The new year begins with thoughts of new technology, and we wonder about how these technologies will impact or shape our lives – for better or worse. To be specific, robots for manufacturing are coming or are already here. Let me share some thoughts from a variety of expert sources to provide perspective.

The “robot revolution” can be thought of as the fourth industrial revolution after steam (cotton gin), mass production (Henry Ford) and electronics. As in the past, these changes cause some of us to wonder if robots will take over our jobs. If we consider the previous three revolutions, it’s safe to say this did happen in limited cases, but it also brought new jobs and new opportunities.

Similar to the fourth industrial revolution, FORTUNE magazine characterized what we are experiencing as the fourth turning point. The first turning point in the 19th century shifted production from small artisanal shops to big, more-efficient factories, which devalued the skills of artisans. In fact, this was the beginning of trying to get humans to act more like machines. For the past 10 generations, we have had successes by learning to do machine work better than machines could do it.

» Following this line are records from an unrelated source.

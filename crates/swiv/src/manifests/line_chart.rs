// SPDX-License-Identifier: AGPL-3.0-only
// Copyright (C) 2024 Jonathan Lee
// This program is free software: you can redistribute it and/or modify
// it under the terms of the GNU Affero General Public License version 3
// as published by the Free Software Foundation.
// This program is distributed in the hope that it will be useful,
// but WITHOUT ANY WARRANTY; without even the implied warranty of
// MERCHANTABILITY or FITNESS FOR A PARTICULAR PURPOSE.
// See the GNU Affero General Public License for more details.
// You should have received a copy of the GNU Affero General Public License
// along with this program. If not, see https://www.gnu.org/licenses/.

use super::{VisualizationManifest, VisualizationSettings};
use crate::model::{DimensionKind, Split, Splits};
use crate::rules::adjustments::{adjust_color_split, adjust_continuous_split};
use crate::rules::predicates::{
    are_exact_split_kinds, have_at_least_split_kinds, lacks_dimension_kinds, no_splits,
};
use crate::rules::{
    Adjustment, Resolution, Resolve, RuleVariables, VisualizationRulesBuilder,
    NORMAL_PRIORITY_ACTION,
};
use serde_json::json;

pub const NAME: &str = "line-chart";
pub const TITLE: &str = "Line Chart";
const BASE_SCORE: i32 = 4;
const TIME_BOOST: i32 = 3;

fn continuous_score(kind: DimensionKind) -> i32 {
    if kind == DimensionKind::Time {
        BASE_SCORE + TIME_BOOST
    } else {
        BASE_SCORE
    }
}

fn continuous_suggestions(variables: &RuleVariables, verb: &str, suffix: &str) -> Vec<Resolution> {
    variables
        .data_cube
        .continuous_dimensions()
        .into_iter()
        .map(|dimension| {
            Resolution::new(
                format!("{verb} {}{suffix}", dimension.display_title()),
                Adjustment::splits(Splits::from_split(adjust_continuous_split(
                    Split::from_dimension(dimension),
                ))),
            )
        })
        .collect()
}

fn settle(variables: &RuleVariables, score: i32, new_splits: Splits) -> Resolve {
    if new_splits == variables.splits {
        Resolve::ready(if variables.is_selected_visualization {
            10
        } else {
            score
        })
    } else {
        Resolve::automatic(score, Adjustment::splits(new_splits))
    }
}

fn single_continuous(variables: &RuleVariables) -> Resolve {
    let Some(split) = variables.splits.first() else {
        return Resolve::NEVER;
    };
    let kind = variables.data_cube.dimension(&split.reference).kind;
    let new_splits = Splits::from_split(adjust_continuous_split(split.clone()));
    settle(variables, continuous_score(kind), new_splits)
}

/// Continuous split at `axis`, the other split becomes the colour split in front.
fn continuous_with_color(variables: &RuleVariables, axis: usize) -> Resolve {
    let RuleVariables {
        data_cube,
        splits,
        series,
        app_settings,
        ..
    } = variables;
    let (Some(axis_split), Some(color_split)) = (splits.get(axis), splits.get(1 - axis)) else {
        return Resolve::NEVER;
    };
    let kind = data_cube.dimension(&axis_split.reference).kind;
    let color_dimension = data_cube.dimension(&color_split.reference);
    let new_splits = Splits::from_splits(vec![
        adjust_color_split(
            color_split.clone(),
            color_dimension,
            series,
            &app_settings.visualization_colors,
        ),
        adjust_continuous_split(axis_split.clone()),
    ]);
    settle(variables, continuous_score(kind), new_splits)
}

fn too_many_splits(variables: &RuleVariables) -> Resolve {
    let resolutions = variables
        .splits
        .iter()
        .find(|split| variables.data_cube.dimension(&split.reference).kind == DimensionKind::Time)
        .map(|time_split| {
            vec![Resolution::new(
                "Remove all but the time split",
                Adjustment::splits(Splits::from_split(adjust_continuous_split(
                    time_split.clone(),
                ))),
            )]
        })
        .unwrap_or_default();
    Resolve::manual(
        NORMAL_PRIORITY_ACTION,
        "Too many splits on the line chart",
        resolutions,
    )
}

pub fn manifest() -> VisualizationManifest {
    let evaluator = VisualizationRulesBuilder::empty()
        .when(lacks_dimension_kinds(&[DimensionKind::Time, DimensionKind::Number]))
        .then(|_: &RuleVariables| Resolve::NEVER)
        .when(no_splits())
        .then(|variables: &RuleVariables| {
            Resolve::manual(
                NORMAL_PRIORITY_ACTION,
                "The Line Chart requires a continuous dimension split",
                continuous_suggestions(variables, "Add a split on", ""),
            )
        })
        .when(are_exact_split_kinds(&["time"]))
        .or(are_exact_split_kinds(&["number"]))
        .then(single_continuous)
        .when(are_exact_split_kinds(&["time", "!time"]))
        .then(|variables: &RuleVariables| continuous_with_color(variables, 0))
        .when(are_exact_split_kinds(&["*", "time"]))
        .or(are_exact_split_kinds(&["*", "number"]))
        .then(|variables: &RuleVariables| continuous_with_color(variables, 1))
        .when(have_at_least_split_kinds(&[DimensionKind::Time]))
        .then(too_many_splits)
        .otherwise(|variables: &RuleVariables| {
            Resolve::manual(
                NORMAL_PRIORITY_ACTION,
                "The Line Chart needs one continuous dimension split",
                continuous_suggestions(variables, "Split on", " instead"),
            )
        })
        .build();
    VisualizationManifest::new(
        NAME,
        TITLE,
        evaluator,
        VisualizationSettings::new(json!({ "groupSeries": false })),
    )
}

This mindset continued into the second turning point, which demanded more highly skilled and educated workers as technology advanced in the 20th century. The third turning point saw middle-skill workers lose jobs as their activities were more easily replaced by computers. Essentially, they were no longer able to perform their activities better than the computers that replaced them.

In this fourth turning point, demand for cognitive skills seems to be slowing while interpersonal skills are increasingly in demand. The paradigm of doing machine work better than the machines has come to an end because machines are performing some activities better than we ever could. Let’s look at what that means for workers in the fourth industrial revolution.

To succeed, what we need to do in the future is stop trying to be better than the machines and begin acting more like humans. FORTUNE indicates that we can remain valuable by doing jobs that people will insist be performed by humans.

  • Humans will remain in charge.
  • Humans must work together to set collective goals.
  • Only humans can satisfy deep interpersonal needs.
  • According to Meg Bear, Oracle group vice president, “Empathy is the critical 21st-century skill.”

You will notice that I have been using the term “activities” rather than jobs because a recent McKinsey report indicated that very few occupations will be automated in their entirety. Rather, certain activities are more likely to be automated, requiring the transformation of entire business processes. The report discussed the four fundamentals of workplace automation.

  • The automation of activities: It is estimated that 45% of work activities could be automated with another 13% at risk as automation develops.
  • The redefinition of jobs and business processes: The report indicated that fewer than 5% of occupations could be entirely automated, but 60% of occupations could have more than 30% of their activities automated.
  • The impact on high-wage occupations: The report finds that even high-wage earners (CEOs, doctors) will find a portion of their activities at risk for automation.
  • The future of creativity and meaning: As automation replaces the more mundane tasks, people will have more time to help people.

In 2016, Industrial Heating is emphasizing meaningful human interactions by creating an executive committee. We have always seen our role as relational, connecting needs with those willing to meet them and helping individuals to be able to be more successful. On a quarterly basis, the executive committee will discuss market conditions, industry news, upcoming shows/events and topics that will keep a pulse on the industry. It will allow Industrial Heating to regularly meet with key industry executives to establish relationships that will enhance everyone’s work experience.

We don’t see the executive committee as a response to automation, but how the industry responds to the fourth turning point may well be a discussion item. And the relationships we establish will help us all to succeed in the 21st century.